Picture it. Driving on a busy surface street, just north of downtown Phoenix, I approached a cross walk at a red light. I happened to be the first car in my lane so the pedestrians were crossing directly in front of me as I waited for the light to change. I was chatting with a friend on my cell phone. (Yes, I know I should not be talking on the phone while driving. I was.) I hadn’t talked to the friend in a while so we were catching up. He was sharing his exploits of the previous weekend.
As I am listening, a relatively large woman of color, not particularly well dressed, crossed in front of me pulling a brightly colored, two-wheeled, roller bag; the type one might carry on when flying. What was noteworthy in the scene is that affixed to the top of the roller bag was styrofoam head sporting a wig. The hair was dark, picture Cher in the Sonny years, and hung about halfway down the sides of the bag. There was a light breeze and the owner was walking forward so the tresses flowed gently in the breeze.
My first thought was there was a pet of some type sitting on the bag. But the hair was far too long. Next, my thoughts turned macabre as I imagined a body stuffed inside the bag and what I was witnessing was, in fact, a human head sticking out of the bag. I ruled that out as highly unlikely in broad daylight, even in that neighborhood. Besides, the bag appeared to be properly closed which would have been difficult were she zipping it shut around a human neck. Returning to reality, I concluded that it was, in fact, a wig.

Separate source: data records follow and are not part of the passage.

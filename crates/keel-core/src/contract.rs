//! The output contract between foundation and application stacks.
//!
//! A foundation stack publishes a flat mapping of output names to values.
//! Application stacks consume it through [`OutputContract`], which only
//! exists once every required key is present and non-empty.

use serde::{Deserialize, Serialize};
use std::collections::BTreeMap;

use crate::secret::SecretHandle;
use crate::{Error, Result};

/// Outputs a foundation stack publishes.
#[derive(Debug, Clone, Copy, PartialEq, Eq, Hash, PartialOrd, Ord)]
pub enum OutputKey {
    ConnectionStringHandle,
    RegistryUrl,
    ClusterId,
    ListenerId,
    LoadBalancerVpcId,
    AppSecurityGroupId,
    PrivateSubnetIds,
    DbEndpoint,
    AppUrl,
    MediaBucketName,
    DbSecurityGroupId,
    BastionInstanceId,
}

impl OutputKey {
    /// Keys an application stack needs, in resolution order.
    pub const REQUIRED: [OutputKey; 7] = [
        OutputKey::ConnectionStringHandle,
        OutputKey::RegistryUrl,
        OutputKey::ClusterId,
        OutputKey::ListenerId,
        OutputKey::LoadBalancerVpcId,
        OutputKey::AppSecurityGroupId,
        OutputKey::PrivateSubnetIds,
    ];

    pub fn as_str(&self) -> &'static str {
        match self {
            OutputKey::ConnectionStringHandle => "connectionStringHandle",
            OutputKey::RegistryUrl => "registryUrl",
            OutputKey::ClusterId => "clusterId",
            OutputKey::ListenerId => "listenerId",
            OutputKey::LoadBalancerVpcId => "loadBalancerVpcId",
            OutputKey::AppSecurityGroupId => "appSecurityGroupId",
            OutputKey::PrivateSubnetIds => "privateSubnetIds",
            OutputKey::DbEndpoint => "dbEndpoint",
            OutputKey::AppUrl => "appUrl",
            OutputKey::MediaBucketName => "mediaBucketName",
            OutputKey::DbSecurityGroupId => "dbSecurityGroupId",
            OutputKey::BastionInstanceId => "bastionInstanceId",
        }
    }

    pub fn is_list(&self) -> bool {
        matches!(self, OutputKey::PrivateSubnetIds)
    }
}

impl std::fmt::Display for OutputKey {
    fn fmt(&self, f: &mut std::fmt::Formatter<'_>) -> std::fmt::Result {
        f.write_str(self.as_str())
    }
}

/// A published output value.
#[derive(Debug, Clone, PartialEq, Eq, Serialize, Deserialize)]
#[serde(untagged)]
pub enum OutputValue {
    Text(String),
    List(Vec<String>),
}

impl OutputValue {
    /// Empty strings, empty lists and lists containing an empty string all count as empty.
    pub fn is_empty(&self) -> bool {
        match self {
            OutputValue::Text(s) => s.trim().is_empty(),
            OutputValue::List(items) => {
                items.is_empty() || items.iter().any(|s| s.trim().is_empty())
            }
        }
    }

    pub fn as_text(&self) -> Option<&str> {
        match self {
            OutputValue::Text(s) => Some(s),
            OutputValue::List(_) => None,
        }
    }

    pub fn as_list(&self) -> Option<&[String]> {
        match self {
            OutputValue::List(items) => Some(items),
            OutputValue::Text(_) => None,
        }
    }
}

impl std::fmt::Display for OutputValue {
    fn fmt(&self, f: &mut std::fmt::Formatter<'_>) -> std::fmt::Result {
        match self {
            OutputValue::Text(s) => f.write_str(s),
            OutputValue::List(items) => write!(f, "[{}]", items.join(", ")),
        }
    }
}

/// Published outputs of a stack, keyed by output name.
pub type Outputs = BTreeMap<String, OutputValue>;

/// Check that every key is present and non-empty, failing on the first that is not.
pub fn require_keys(stack: &str, outputs: &Outputs, keys: &[OutputKey]) -> Result<()> {
    for key in keys {
        match outputs.get(key.as_str()) {
            Some(value) if !value.is_empty() => {}
            _ => return Err(Error::missing_output(stack, key.as_str())),
        }
    }
    Ok(())
}

/// The validated set of foundation outputs an application stack binds to.
#[derive(Debug, Clone, PartialEq, Eq, Serialize, Deserialize)]
pub struct OutputContract {
    /// Name of the foundation stack that published these values.
    pub stack: String,
    pub connection_string_handle: SecretHandle,
    pub registry_url: String,
    pub cluster_id: String,
    pub listener_id: String,
    pub load_balancer_vpc_id: String,
    pub app_security_group_id: String,
    pub private_subnet_ids: Vec<String>,
}

impl OutputContract {
    /// Build a contract from raw outputs. Partial contracts are rejected.
    pub fn from_outputs(stack: &str, outputs: &Outputs) -> Result<Self> {
        require_keys(stack, outputs, &OutputKey::REQUIRED)?;

        let text = |key: OutputKey| -> Result<String> {
            outputs
                .get(key.as_str())
                .and_then(|v| v.as_text())
                .map(str::to_string)
                .ok_or_else(|| {
                    Error::InvalidInput(format!(
                        "output '{}' of stack '{}' must be a single value",
                        key, stack
                    ))
                })
        };

        let private_subnet_ids = outputs
            .get(OutputKey::PrivateSubnetIds.as_str())
            .and_then(|v| v.as_list())
            .map(<[String]>::to_vec)
            .ok_or_else(|| {
                Error::InvalidInput(format!(
                    "output '{}' of stack '{}' must be a list",
                    OutputKey::PrivateSubnetIds,
                    stack
                ))
            })?;

        Ok(Self {
            stack: stack.to_string(),
            connection_string_handle: SecretHandle::parse(text(
                OutputKey::ConnectionStringHandle,
            )?)?,
            registry_url: text(OutputKey::RegistryUrl)?,
            cluster_id: text(OutputKey::ClusterId)?,
            listener_id: text(OutputKey::ListenerId)?,
            load_balancer_vpc_id: text(OutputKey::LoadBalancerVpcId)?,
            app_security_group_id: text(OutputKey::AppSecurityGroupId)?,
            private_subnet_ids,
        })
    }

    pub fn to_outputs(&self) -> Outputs {
        let mut outputs = Outputs::new();
        let mut put = |key: OutputKey, value: &str| {
            outputs.insert(key.as_str().to_string(), OutputValue::Text(value.to_string()));
        };
        put(
            OutputKey::ConnectionStringHandle,
            self.connection_string_handle.as_str(),
        );
        put(OutputKey::RegistryUrl, &self.registry_url);
        put(OutputKey::ClusterId, &self.cluster_id);
        put(OutputKey::ListenerId, &self.listener_id);
        put(OutputKey::LoadBalancerVpcId, &self.load_balancer_vpc_id);
        put(OutputKey::AppSecurityGroupId, &self.app_security_group_id);
        outputs.insert(
            OutputKey::PrivateSubnetIds.as_str().to_string(),
            OutputValue::List(self.private_subnet_ids.clone()),
        );
        outputs
    }
}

Why would someone travel with their wig on the outside of their luggage? Was she afraid it might become gnarled and unkempt-looking had she packed it inside? Might it have been recently washed and allowing it to flow freely in the dry desert air was a good way to dry it? Perhaps it had not been worn recently, or worn too much recently, and it needed to be aired out? I am not well acquainted with the ways of wiggery. And what was inside that bag? Given that the wig did not make the cut to ride inside, the contents of the luggage must be valuable indeed. Inquiring minds want to know these things. At least mine did.
The picture struck me as hysterically funny. I interrupted my friend’s tale of his weekend in the country to apologize for laughing like an idiot. It was not really an appropriate reaction to his story. What I really wanted to do was hang up on him and snap a quick picture with my phone. Sadly, by the time I got out the explanation of what I was seeing she’d exited the cross walk and light had changed to green.